The plan was for torch carrier Andy Mitchell to pass the flame to fellow National Park Service worker Bob Seibert as the famous geyser blew at its projected 12:35 p.m. time Sunday.

Didn't happen.

Mitchell stood torch in hand for five minutes. Nothing.

Another five minutes passed. Falling snow started to pile up on his white 2002 Winter Games beanie. Then almost 10 more minutes went by.

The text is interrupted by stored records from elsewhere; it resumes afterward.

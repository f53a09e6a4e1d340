/// Data Transfer Objects for application layer
///
/// DTOs carry data between the CLI, the use case and the formatters,
/// keeping the catalog domain isolated.
mod catalog_request;
mod catalog_response;
mod output_format;

pub use catalog_request::{CatalogRequest, CatalogRequestBuilder};
pub use catalog_response::{CatalogResponse, SheetReport};
pub use output_format::OutputFormat;
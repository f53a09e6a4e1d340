use clap::Parser;
use std::path::PathBuf;

use crate::application::dto::OutputFormat;

/// Build a searchable driver and firmware catalog from spreadsheet sheets
#[derive(Parser, Debug)]
#[command(name = "driver-catalog")]
#[command(version)]
#[command(
    about = "Build a searchable driver and firmware catalog from spreadsheet sheets",
    long_about = None
)]
pub struct Args {
    /// Path to a config file (defaults to ./driver-catalog.config.yml when present)
    #[arg(short, long, value_name = "PATH")]
    pub config: Option<PathBuf>,

    /// ID of the published spreadsheet to read
    #[arg(long, value_name = "ID")]
    pub spreadsheet_id: Option<String>,

    /// Base URL of the sheet JSON API
    #[arg(long, value_name = "URL")]
    pub base_url: Option<String>,

    /// Tall driver sheet to load; repeat for several sheets
    #[arg(long = "sheet", value_name = "NAME")]
    pub sheets: Vec<String>,

    /// Firmware sheet to load; repeat for several sheets
    #[arg(long = "firmware-sheet", value_name = "NAME")]
    pub firmware_sheets: Vec<String>,

    /// Wide (model-column) sheet to load; repeat for several sheets
    #[arg(long = "wide-sheet", value_name = "NAME", requires = "model_columns")]
    pub wide_sheets: Vec<String>,

    /// Model-version column of the wide sheets; repeat for several columns
    #[arg(long = "model-column", value_name = "COLUMN")]
    pub model_columns: Vec<String>,

    /// Read sheets from <DIR>/<sheet>.json instead of the network
    #[arg(long, value_name = "DIR")]
    pub from_dir: Option<PathBuf>,

    /// Output format: json or markdown
    #[arg(short, long)]
    pub format: Option<OutputFormat>,

    /// Only show products matching this text (case-insensitive)
    #[arg(short, long, value_name = "TEXT")]
    pub search: Option<String>,

    /// Include the sidebar grouping tree in the output
    #[arg(long)]
    pub tree: bool,

    /// Output file path (if not specified, outputs to stdout)
    #[arg(short, long, value_name = "PATH")]
    pub output: Option<PathBuf>,

    /// Fail instead of rendering sample data when every sheet fails
    #[arg(long)]
    pub no_sample_fallback: bool,

    /// HTTP request timeout in seconds
    #[arg(long, value_name = "SECS", value_parser = clap::value_parser!(u64).range(1..=600))]
    pub timeout: Option<u64>,
}

impl Args {
    pub fn parse_args() -> Self {
        Self::parse()
    }

    /// Whether any sheet was named on the command line
    pub fn names_sheets(&self) -> bool {
        !(self.sheets.is_empty() && self.firmware_sheets.is_empty() && self.wide_sheets.is_empty())
    }
}
/// Network adapters for the sheet JSON API
mod opensheet_client;

pub use opensheet_client::{OpenSheetClient, DEFAULT_BASE_URL, DEFAULT_TIMEOUT_SECS};
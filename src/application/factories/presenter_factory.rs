use crate::adapters::outbound::filesystem::{FileSystemWriter, StdoutPresenter};
use crate::ports::outbound::OutputPresenter;
use std::path::PathBuf;

/// Where the rendered catalog goes
#[derive(Debug, Clone, PartialEq, Eq)]
pub enum PresenterType {
    Stdout,
    File(PathBuf),
}

impl PresenterType {
    /// Stdout unless an output path is given
    pub fn from_output(output: Option<PathBuf>) -> Self {
        output.map_or(PresenterType::Stdout, PresenterType::File)
    }
}

/// Factory for creating output presenters
pub struct PresenterFactory;

impl PresenterFactory {
    /// Creates a presenter instance for the specified type
    pub fn create(presenter_type: PresenterType) -> Box<dyn OutputPresenter> {
        match presenter_type {
            PresenterType::Stdout => Box::new(StdoutPresenter::new()),
            PresenterType::File(path) => Box::new(FileSystemWriter::new(path)),
        }
    }
}
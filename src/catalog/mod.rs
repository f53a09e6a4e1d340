/// Catalog normalization domain
///
/// Pure business logic: turning raw spreadsheet rows into an ordered,
/// deduplicated product catalog. Nothing in this layer performs I/O.
pub mod domain;
pub mod policies;
pub mod services;
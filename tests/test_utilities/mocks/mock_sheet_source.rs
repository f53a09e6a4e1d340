use async_trait::async_trait;
use driver_catalog::prelude::*;
use serde_json::Value;
use std::collections::HashMap;
use std::sync::{Arc, Mutex};

/// Mock SheetSource serving canned JSON payloads per sheet
///
/// Sheets without a payload fail like an unreachable endpoint.
#[derive(Default, Clone)]
pub struct MockSheetSource {
    payloads: HashMap<String, Value>,
    failures: HashMap<String, String>,
    pub requested: Arc<Mutex<Vec<String>>>,
}

impl MockSheetSource {
    pub fn new() -> Self {
        Self::default()
    }

    /// Serves `payload` (normally a JSON array of row objects) for `sheet`
    pub fn with_sheet(mut self, sheet: &str, payload: Value) -> Self {
        self.payloads.insert(sheet.to_string(), payload);
        self
    }

    pub fn with_failure(mut self, sheet: &str, message: &str) -> Self {
        self.failures.insert(sheet.to_string(), message.to_string());
        self
    }

    pub fn requested_sheets(&self) -> Vec<String> {
        let mut sheets = self.requested.lock().unwrap().clone();
        sheets.sort();
        sheets
    }
}

#[async_trait]
impl SheetSource for MockSheetSource {
    async fn fetch_rows(&self, sheet_name: &str) -> Result<Vec<RawRow>> {
        self.requested.lock().unwrap().push(sheet_name.to_string());

        if let Some(message) = self.failures.get(sheet_name) {
            anyhow::bail!("{}", message);
        }

        match self.payloads.get(sheet_name) {
            Some(payload) => RawRow::rows_from_value(sheet_name, payload.clone()),
            None => anyhow::bail!("HTTP status 404 Not Found for sheet {}", sheet_name),
        }
    }
}
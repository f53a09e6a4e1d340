use crate::application::read_models::CatalogReadModel;
use crate::shared::Result;

/// CatalogFormatter port for rendering the catalog
///
/// This port abstracts the output representation (JSON, Markdown).
pub trait CatalogFormatter {
    /// Formats the catalog read model
    ///
    /// # Arguments
    /// * `model` - Products, optional sidebar tree and load metadata
    ///
    /// # Returns
    /// Formatted catalog content as a string
    ///
    /// # Errors
    /// Returns an error if serialization fails
    fn format(&self, model: &CatalogReadModel) -> Result<String>;
}
/// Console adapters for user-facing status output
mod progress_reporter;

pub use progress_reporter::StderrProgressReporter;
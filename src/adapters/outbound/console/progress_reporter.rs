use crate::ports::outbound::ProgressReporter;
use indicatif::{ProgressBar, ProgressStyle};
use std::cell::RefCell;

const BAR_TEMPLATE: &str = "   {spinner:.green} [{bar:30.cyan/blue}] {pos}/{len} sheets - {msg}";

/// StderrProgressReporter adapter for reporting progress to stderr
///
/// Writes status lines to stderr so they never mix with a catalog
/// rendered to stdout. While sheets load, an indicatif bar counts
/// finished sheets; warnings are printed above the bar without
/// tearing it down.
pub struct StderrProgressReporter {
    progress_bar: RefCell<Option<ProgressBar>>,
}

impl StderrProgressReporter {
    pub fn new() -> Self {
        Self {
            progress_bar: RefCell::new(None),
        }
    }

    fn get_or_create_progress_bar(&self, total: usize) -> ProgressBar {
        let mut slot = self.progress_bar.borrow_mut();
        match slot.as_ref() {
            Some(pb) if !pb.is_finished() => pb.clone(),
            _ => {
                let style = ProgressStyle::default_bar()
                    .template(BAR_TEMPLATE)
                    .unwrap_or_else(|_| ProgressStyle::default_bar())
                    .progress_chars("=>-");
                let pb = ProgressBar::new(total as u64).with_style(style);
                *slot = Some(pb.clone());
                pb
            }
        }
    }

    fn active_bar(&self) -> Option<ProgressBar> {
        self.progress_bar
            .borrow()
            .as_ref()
            .filter(|pb| !pb.is_finished())
            .cloned()
    }
}

impl Default for StderrProgressReporter {
    fn default() -> Self {
        Self::new()
    }
}

impl ProgressReporter for StderrProgressReporter {
    fn report(&self, message: &str) {
        match self.active_bar() {
            Some(pb) => pb.suspend(|| eprintln!("{}", message)),
            None => eprintln!("{}", message),
        }
    }

    fn report_progress(&self, current: usize, total: usize, message: Option<&str>) {
        let pb = self.get_or_create_progress_bar(total);
        pb.set_length(total as u64);
        pb.set_position(current as u64);
        if let Some(msg) = message {
            pb.set_message(msg.to_string());
        }
        if current >= total {
            pb.finish_and_clear();
        }
    }

    fn report_error(&self, message: &str) {
        match self.active_bar() {
            Some(pb) => pb.suspend(|| eprintln!("{}", message)),
            None => eprintln!("{}", message),
        }
    }

    fn report_completion(&self, message: &str) {
        if let Some(pb) = self.active_bar() {
            pb.finish_and_clear();
        }
        eprintln!("{}", message);
    }
}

Finally, at 12:54 p.m. ? after three torches had burned out ? the boiling water spewed skyward, getting lost in a swirl of steam and snowflakes.

Mitchell ignited Seibert's torch, and he was off to light the caldron in front of the Old Faithful Inn.

"Old Unfaithful," lamented Debby Young, another Park Service torch runner.

The scene in the billowy snow-covered park was both thrilling and disappointing.

"I was hoping that the geyser would cooperate a little more," said Springville resident Sharon Ewing, who spent more than a half-hour kneeling to snap a photo.

"She has great Olympic spirit," said her husband, Mike Ewing, who along with Paul and Vicki Wheeler concluded their weekend getaway to West Yellowstone by riding snowmobiles into the park to see the torch. "She wanted to do it."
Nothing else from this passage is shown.